Мы запели любимую песню Ильича «Замучен тяжелой неволей». Пели хорошо, с душой, пели до тех пор, пока не застучал полицейский.
Камера была очень мала, но мы становились тесно к стенам, и Шура почти на одном месте умудрялась танцовать. В ее танцах было много изящества и красоты.
Дубровина Шура — плотная, среднего роста блондинка, круглолицая, с голубыми глазами. О себе никогда ничего не говорила, всегда успокаивала других и больше беспокоилась об окружающих. Подойдет бывало, прижмется, погладит волосы или руку и скажет:
— Не нужно плакать! Вон у Марии Андреевны ребенок совсем на улице один, и то она не плачет… Ну, успокойтесь! — Голос у нее делался нежным, просящим. Она говорила: — Поймите, ведь нашим родным гораздо тяжелее они, бедные, не знают, что с нами. Да то ли им придется еще пережить!
Ей всех было жалко, но врагов она умела ненавидеть. Когда она говорила о немцах, то все в ней кипело. Это была глубоко впечатлительная натура.
Наступила середина января. Наши войска быстро продвигались вперед. В камеру доносился шум машин, на которых убегали фрицы.
Как-то вечером стали вызывать арестованных из камер. Из нашей камеры вызвали Соколову и меня. Дубровина бросилась ко мне на шею, заплакала:
— Что это, освобождение или смерть?
Все очень волновались.
В коридоре в одну шеренгу была построена молодежь и против каждого комсомольца стоял немец. Таким образом получилось две шеренги. Расстояние между шеренгами — один шаг. Переводчик держал какую-то бумагу в руках. Начальник тюрьмы суетился. Когда я появилась на пороге, он схватил меня за плечи, толкнул к выходу и сказал:
— Иди, иди отсюда!
Я выбежала на двор и не верила своему освобождению. На дворе стояла машина и подавала короткие сигналы. Видно было, что немцы торопились.
Я побежала домой. Мне казалось, что кто-то догоняет меня, что меня снова поймают и посадят в эту вонючую дыру…
Молодогвардейцев же палачи сбросили в шурф шахты. Свидетелем жуткой расправы был сторож.

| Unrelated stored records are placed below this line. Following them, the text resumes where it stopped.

//! `PeerTransport` backed by the webrtc crate
//!
//! Each session is one `RTCPeerConnection` configured with the STUN servers
//! from the call configuration. Connection, signaling, candidate and track
//! callbacks are forwarded as `TransportEvent`s.

use crate::media::LocalTrack;
use crate::peer::{PeerTransport, PeerTransportError, PeerTransportFactory, TransportEvent};
use crate::types::{
    ConnectionState, IceCandidate, MediaType, SdpType, SessionDescription, SignalingState,
};
use async_trait::async_trait;
use std::sync::Arc;
use tokio::sync::mpsc;
use webrtc::api::interceptor_registry::register_default_interceptors;
use webrtc::api::media_engine::MediaEngine;
use webrtc::api::APIBuilder;
use webrtc::ice_transport::ice_candidate::{RTCIceCandidate, RTCIceCandidateInit};
use webrtc::ice_transport::ice_server::RTCIceServer;
use webrtc::interceptor::registry::Registry;
use webrtc::peer_connection::configuration::RTCConfiguration;
use webrtc::peer_connection::peer_connection_state::RTCPeerConnectionState;
use webrtc::peer_connection::sdp::sdp_type::RTCSdpType;
use webrtc::peer_connection::sdp::session_description::RTCSessionDescription;
use webrtc::peer_connection::signaling_state::RTCSignalingState;
use webrtc::peer_connection::RTCPeerConnection;
use webrtc::rtp_transceiver::rtp_codec::{RTCRtpCodecCapability, RTPCodecType};
use webrtc::rtp_transceiver::rtp_receiver::RTCRtpReceiver;
use webrtc::rtp_transceiver::RTCRtpTransceiver;
use webrtc::track::track_local::track_local_static_sample::TrackLocalStaticSample;
use webrtc::track::track_local::TrackLocal;
use webrtc::track::track_remote::TrackRemote;

/// Factory for webrtc-backed sessions
///
/// Local tracks are negotiated as opus/VP8 `TrackLocalStaticSample`s, but no
/// samples are written to them and `LocalTrack::is_enabled` is not consulted.
/// `pause_local_video` therefore only changes local state; it does not mute
/// what the remote side receives.
pub struct WebRtcPeerFactory {
    ice_servers: Vec<String>,
}

impl WebRtcPeerFactory {
    /// Create a factory using the given STUN/TURN URLs
    #[must_use]
    pub fn new(ice_servers: Vec<String>) -> Self {
        Self { ice_servers }
    }
}

#[async_trait]
impl PeerTransportFactory for WebRtcPeerFactory {
    async fn create(
        &self,
        events: mpsc::UnboundedSender<TransportEvent>,
    ) -> Result<Arc<dyn PeerTransport>, PeerTransportError> {
        let mut media_engine = MediaEngine::default();
        media_engine
            .register_default_codecs()
            .map_err(|e| PeerTransportError::CreateFailed(format!("codecs: {}", e)))?;

        let mut registry = Registry::new();
        registry = register_default_interceptors(registry, &mut media_engine)
            .map_err(|e| PeerTransportError::CreateFailed(format!("interceptors: {}", e)))?;

        let api = APIBuilder::new()
            .with_media_engine(media_engine)
            .with_interceptor_registry(registry)
            .build();

        let config = RTCConfiguration {
            ice_servers: vec![RTCIceServer {
                urls: self.ice_servers.clone(),
                ..Default::default()
            }],
            ..Default::default()
        };

        let pc = api
            .new_peer_connection(config)
            .await
            .map_err(|e| PeerTransportError::CreateFailed(e.to_string()))?;
        let pc = Arc::new(pc);
        wire_callbacks(&pc, events);

        tracing::debug!("Created peer connection");
        Ok(Arc::new(WebRtcPeerTransport { pc }))
    }
}

fn wire_callbacks(pc: &RTCPeerConnection, events: mpsc::UnboundedSender<TransportEvent>) {
    let tx = events.clone();
    pc.on_ice_candidate(Box::new(move |candidate: Option<RTCIceCandidate>| {
        let event = match candidate {
            Some(c) => match c.to_json() {
                Ok(init) => TransportEvent::LocalCandidate(Some(IceCandidate {
                    candidate: init.candidate,
                    sdp_mid: init.sdp_mid,
                    sdp_mline_index: init.sdp_mline_index,
                    username_fragment: init.username_fragment,
                })),
                Err(e) => {
                    tracing::warn!(error = %e, "Dropping unserializable local candidate");
                    return Box::pin(async {});
                }
            },
            None => TransportEvent::LocalCandidate(None),
        };
        let _ = tx.send(event);
        Box::pin(async {})
    }));

    let tx = events.clone();
    pc.on_peer_connection_state_change(Box::new(move |state: RTCPeerConnectionState| {
        let mapped = match state {
            RTCPeerConnectionState::New | RTCPeerConnectionState::Unspecified => {
                ConnectionState::New
            }
            RTCPeerConnectionState::Connecting => ConnectionState::Connecting,
            RTCPeerConnectionState::Connected => ConnectionState::Connected,
            RTCPeerConnectionState::Disconnected => ConnectionState::Disconnected,
            RTCPeerConnectionState::Failed => ConnectionState::Failed,
            RTCPeerConnectionState::Closed => ConnectionState::Closed,
        };
        let _ = tx.send(TransportEvent::ConnectionState(mapped));
        Box::pin(async {})
    }));

    let tx = events.clone();
    pc.on_signaling_state_change(Box::new(move |state: RTCSignalingState| {
        let mapped = match state {
            RTCSignalingState::Stable | RTCSignalingState::Unspecified => SignalingState::Stable,
            RTCSignalingState::HaveLocalOffer => SignalingState::HaveLocalOffer,
            RTCSignalingState::HaveRemoteOffer => SignalingState::HaveRemoteOffer,
            RTCSignalingState::HaveLocalPranswer => SignalingState::HaveLocalPranswer,
            RTCSignalingState::HaveRemotePranswer => SignalingState::HaveRemotePranswer,
            RTCSignalingState::Closed => SignalingState::Closed,
        };
        let _ = tx.send(TransportEvent::SignalingState(mapped));
        Box::pin(async {})
    }));

    let tx = events;
    pc.on_track(Box::new(
        move |track: Arc<TrackRemote>,
              _receiver: Arc<RTCRtpReceiver>,
              _transceiver: Arc<RTCRtpTransceiver>| {
            let kind = match track.kind() {
                RTPCodecType::Audio => Some(MediaType::Audio),
                RTPCodecType::Video => Some(MediaType::Video),
                _ => None,
            };
            if let Some(kind) = kind {
                let _ = tx.send(TransportEvent::RemoteTrack {
                    track_id: track.id(),
                    kind,
                });
            }
            Box::pin(async {})
        },
    ));
}

/// Session over one `RTCPeerConnection`
pub struct WebRtcPeerTransport {
    pc: Arc<RTCPeerConnection>,
}

impl WebRtcPeerTransport {
    fn codec_for(kind: MediaType) -> RTCRtpCodecCapability {
        match kind {
            MediaType::Audio => RTCRtpCodecCapability {
                mime_type: "audio/opus".to_string(),
                clock_rate: 48000,
                channels: 2,
                sdp_fmtp_line: "".to_string(),
                rtcp_feedback: vec![],
            },
            MediaType::Video => RTCRtpCodecCapability {
                mime_type: "video/VP8".to_string(),
                clock_rate: 90000,
                channels: 0,
                sdp_fmtp_line: "".to_string(),
                rtcp_feedback: vec![],
            },
        }
    }

    fn to_rtc(description: SessionDescription) -> Result<RTCSessionDescription, PeerTransportError> {
        let result = match description.sdp_type {
            SdpType::Offer => RTCSessionDescription::offer(description.sdp),
            SdpType::Answer => RTCSessionDescription::answer(description.sdp),
        };
        result.map_err(|e| PeerTransportError::InvalidDescription(e.to_string()))
    }

    fn from_rtc(description: RTCSessionDescription) -> Result<SessionDescription, PeerTransportError> {
        match description.sdp_type {
            RTCSdpType::Offer => Ok(SessionDescription::offer(description.sdp)),
            RTCSdpType::Answer => Ok(SessionDescription::answer(description.sdp)),
            other => Err(PeerTransportError::NegotiationFailed(format!(
                "unexpected description type {other}"
            ))),
        }
    }
}

#[async_trait]
impl PeerTransport for WebRtcPeerTransport {
    async fn add_track(&self, track: &LocalTrack) -> Result<(), PeerTransportError> {
        let local = Arc::new(TrackLocalStaticSample::new(
            Self::codec_for(track.kind()),
            track.id().to_string(),
            track.kind().to_string(),
        ));
        self.pc
            .add_track(local as Arc<dyn TrackLocal + Send + Sync>)
            .await
            .map_err(|e| PeerTransportError::TrackFailed(e.to_string()))?;
        Ok(())
    }

    async fn create_offer(&self) -> Result<SessionDescription, PeerTransportError> {
        let offer = self
            .pc
            .create_offer(None)
            .await
            .map_err(|e| PeerTransportError::NegotiationFailed(e.to_string()))?;
        Self::from_rtc(offer)
    }

    async fn create_answer(&self) -> Result<SessionDescription, PeerTransportError> {
        let answer = self
            .pc
            .create_answer(None)
            .await
            .map_err(|e| PeerTransportError::NegotiationFailed(e.to_string()))?;
        Self::from_rtc(answer)
    }

    async fn set_local_description(
        &self,
        description: SessionDescription,
    ) -> Result<(), PeerTransportError> {
        self.pc
            .set_local_description(Self::to_rtc(description)?)
            .await
            .map_err(|e| PeerTransportError::InvalidDescription(e.to_string()))
    }

    async fn set_remote_description(
        &self,
        description: SessionDescription,
    ) -> Result<(), PeerTransportError> {
        self.pc
            .set_remote_description(Self::to_rtc(description)?)
            .await
            .map_err(|e| PeerTransportError::InvalidDescription(e.to_string()))
    }

    async fn add_ice_candidate(&self, candidate: IceCandidate) -> Result<(), PeerTransportError> {
        let init = RTCIceCandidateInit {
            candidate: candidate.candidate,
            sdp_mid: candidate.sdp_mid,
            sdp_mline_index: candidate.sdp_mline_index,
            username_fragment: candidate.username_fragment,
        };
        self.pc
            .add_ice_candidate(init)
            .await
            .map_err(|e| PeerTransportError::CandidateFailed(e.to_string()))
    }

    async fn detach_tracks(&self) {
        for sender in self.pc.get_senders().await {
            if let Err(e) = self.pc.remove_track(&sender).await {
                tracing::debug!(error = %e, "Failed to detach track");
            }
        }
    }

    async fn stop_transceivers(&self) {
        for transceiver in self.pc.get_transceivers().await {
            if let Err(e) = transceiver.stop().await {
                tracing::debug!(error = %e, "Failed to stop transceiver");
            }
        }
    }

    async fn close(&self) {
        if let Err(e) = self.pc.close().await {
            tracing::warn!(error = %e, "Failed to close peer connection");
        }
    }
}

Он рассказывает, что три дня из шурфа доносились стоны…
М. Борц
…Части Красной Армии движутся в сторону Каменска. По улице одна за другой проходят машины. Пыль не успевает садиться и висит в воздухе, точно дымовая завеса. Красная Армия уходит…
На сердце становится тоскливо и больно. Кажется, как будто от тебя отрывают что-то родное, любимое, и всего этого жаль до слез. Но я не плачу, а только с грустью смотрю вслед уходящим и со страхом думаю о будущем.

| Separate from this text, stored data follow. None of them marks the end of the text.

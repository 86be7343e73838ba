//! PeerCall CLI Application

use anyhow::{Context, Result};
use clap::{Parser, Subcommand};
use peercall_core::prelude::*;
use std::path::{Path, PathBuf};
use std::sync::Arc;
use tracing_subscriber::EnvFilter;

#[derive(Parser, Debug)]
#[command(author, version, about)]
struct Cli {
    /// Signaling relay URL
    #[arg(long, env = "PEERCALL_RELAY_URL")]
    relay: Option<String>,

    /// STUN server URL (repeatable)
    #[arg(long, env = "PEERCALL_STUN", value_delimiter = ',')]
    stun: Vec<String>,

    /// JSON configuration file
    #[arg(long, env = "PEERCALL_CONFIG")]
    config: Option<PathBuf>,

    /// Do not capture video
    #[arg(long)]
    no_video: bool,

    /// Do not capture audio
    #[arg(long)]
    no_audio: bool,

    #[command(subcommand)]
    command: Commands,
}

#[derive(Subcommand, Debug, PartialEq, Eq)]
enum Commands {
    /// Call whoever else is connected to the relay
    Call {
        /// Turn local video on once the call is placed
        #[arg(long)]
        video_on: bool,
    },

    /// Wait for incoming calls
    Listen,

    /// Show the resolved configuration
    Status,
}

#[tokio::main]
async fn main() -> Result<()> {
    tracing_subscriber::fmt()
        .with_env_filter(
            EnvFilter::try_from_default_env().unwrap_or_else(|_| EnvFilter::new("peercall=info")),
        )
        .init();

    let cli = Cli::parse();
    let config = resolve_config(&cli)?;

    match cli.command {
        Commands::Call { video_on } => handle_call(config, video_on).await?,
        Commands::Listen => handle_listen(config).await?,
        Commands::Status => handle_status(&config)?,
    }

    Ok(())
}

/// Defaults, then the config file, then flags and environment
fn resolve_config(cli: &Cli) -> Result<PeerCallConfig> {
    let mut config = match cli.config.clone().or_else(default_config_path) {
        Some(path) if path.exists() => load_config(&path)?,
        Some(path) if cli.config.is_some() => {
            anyhow::bail!("config file {} does not exist", path.display())
        }
        _ => PeerCallConfig::default(),
    };

    if let Some(relay) = &cli.relay {
        config.transport.relay_url = relay.clone();
    }
    if !cli.stun.is_empty() {
        config.ice_servers = cli.stun.clone();
    }
    if cli.no_video {
        config.media.video = false;
    }
    if cli.no_audio {
        config.media.audio = false;
    }
    Ok(config)
}

fn load_config(path: &Path) -> Result<PeerCallConfig> {
    let text = std::fs::read_to_string(path)
        .with_context(|| format!("reading {}", path.display()))?;
    serde_json::from_str(&text).with_context(|| format!("parsing {}", path.display()))
}

fn default_config_path() -> Option<PathBuf> {
    directories::ProjectDirs::from("org", "peercall", "peercall")
        .map(|dirs| dirs.config_dir().join("config.json"))
}

async fn build_controller(config: PeerCallConfig) -> Result<CallController<WebSocketTransport>> {
    let transport = Arc::new(WebSocketTransport::new(config.transport.clone()));
    let controller = CallController::builder(transport)
        .with_config(config)
        .with_capture(Arc::new(SyntheticCapture::new()))
        .build()?;
    controller.start().await?;
    println!("✅ Connected to relay {}", controller.config().transport.relay_url);
    Ok(controller)
}

async fn handle_call(config: PeerCallConfig, video_on: bool) -> Result<()> {
    let controller = build_controller(config).await?;

    let mut events = controller.subscribe_events();
    let call_id = controller.call().await?;
    println!("📞 Calling (call {call_id})...");
    if video_on {
        controller.start_local_video()?;
    }

    loop {
        tokio::select! {
            event = events.recv() => match event {
                Ok(CallEvent::CallEnded { reason, .. }) => {
                    println!("📴 Call ended: {reason:?}");
                    break;
                }
                Ok(event) => print_event(&event),
                Err(e) => {
                    tracing::error!("Event stream error: {}", e);
                    break;
                }
            },
            _ = tokio::signal::ctrl_c() => {
                println!("📴 Hanging up");
                controller.hang_up().await?;
                break;
            }
        }
    }

    controller.shutdown().await;
    Ok(())
}

async fn handle_listen(config: PeerCallConfig) -> Result<()> {
    let controller = build_controller(config).await?;
    println!("👂 Waiting for calls, Ctrl-C to quit");

    let mut events = controller.subscribe_events();
    loop {
        tokio::select! {
            event = events.recv() => match event {
                Ok(CallEvent::StateChanged { to: CallState::Negotiating(Role::Callee), .. }) => {
                    println!("📞 Incoming call, answering");
                }
                Ok(CallEvent::CallEnded { reason, .. }) => {
                    println!("📴 Call ended: {reason:?}, waiting for the next one");
                }
                Ok(event) => print_event(&event),
                Err(e) => {
                    tracing::error!("Event stream error: {}", e);
                    break;
                }
            },
            _ = tokio::signal::ctrl_c() => break,
        }
    }

    controller.shutdown().await;
    Ok(())
}

fn print_event(event: &CallEvent) {
    match event {
        CallEvent::StateChanged { to: CallState::Active, .. } => println!("✅ Call active"),
        CallEvent::RemoteTrack { kind, track_id, .. } => {
            println!("🎥 Remote {kind} track {track_id}");
        }
        CallEvent::Error { message } => println!("⚠️  {message}"),
        other => tracing::debug!("Received event: {:?}", other),
    }
}

fn handle_status(config: &PeerCallConfig) -> Result<()> {
    println!("📊 PeerCall Status");
    println!("==================");
    println!("{}", serde_json::to_string_pretty(config)?);
    if let Some(path) = default_config_path() {
        println!();
        println!("Config file: {}", path.display());
    }
    println!();
    println!("Available commands:");
    println!("  peercall call     - Call the other party on the relay");
    println!("  peercall listen   - Answer incoming calls");
    println!("  peercall status   - Show this status");

    Ok(())
}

20 июля я проснулась на рассвете. Издалека доносился глухой шум моторов. В город вошли немцы. Не успели они обосноваться в городе, как начали «охотиться»: забирали у населения все, что им только нравилось. Затем начались массовые расстрелы коммунистов и евреев. Я боялась за отца. А тут еще мы узнали, что на нас сделано два доноса в полицию. И мы решили, что папа должен уйти.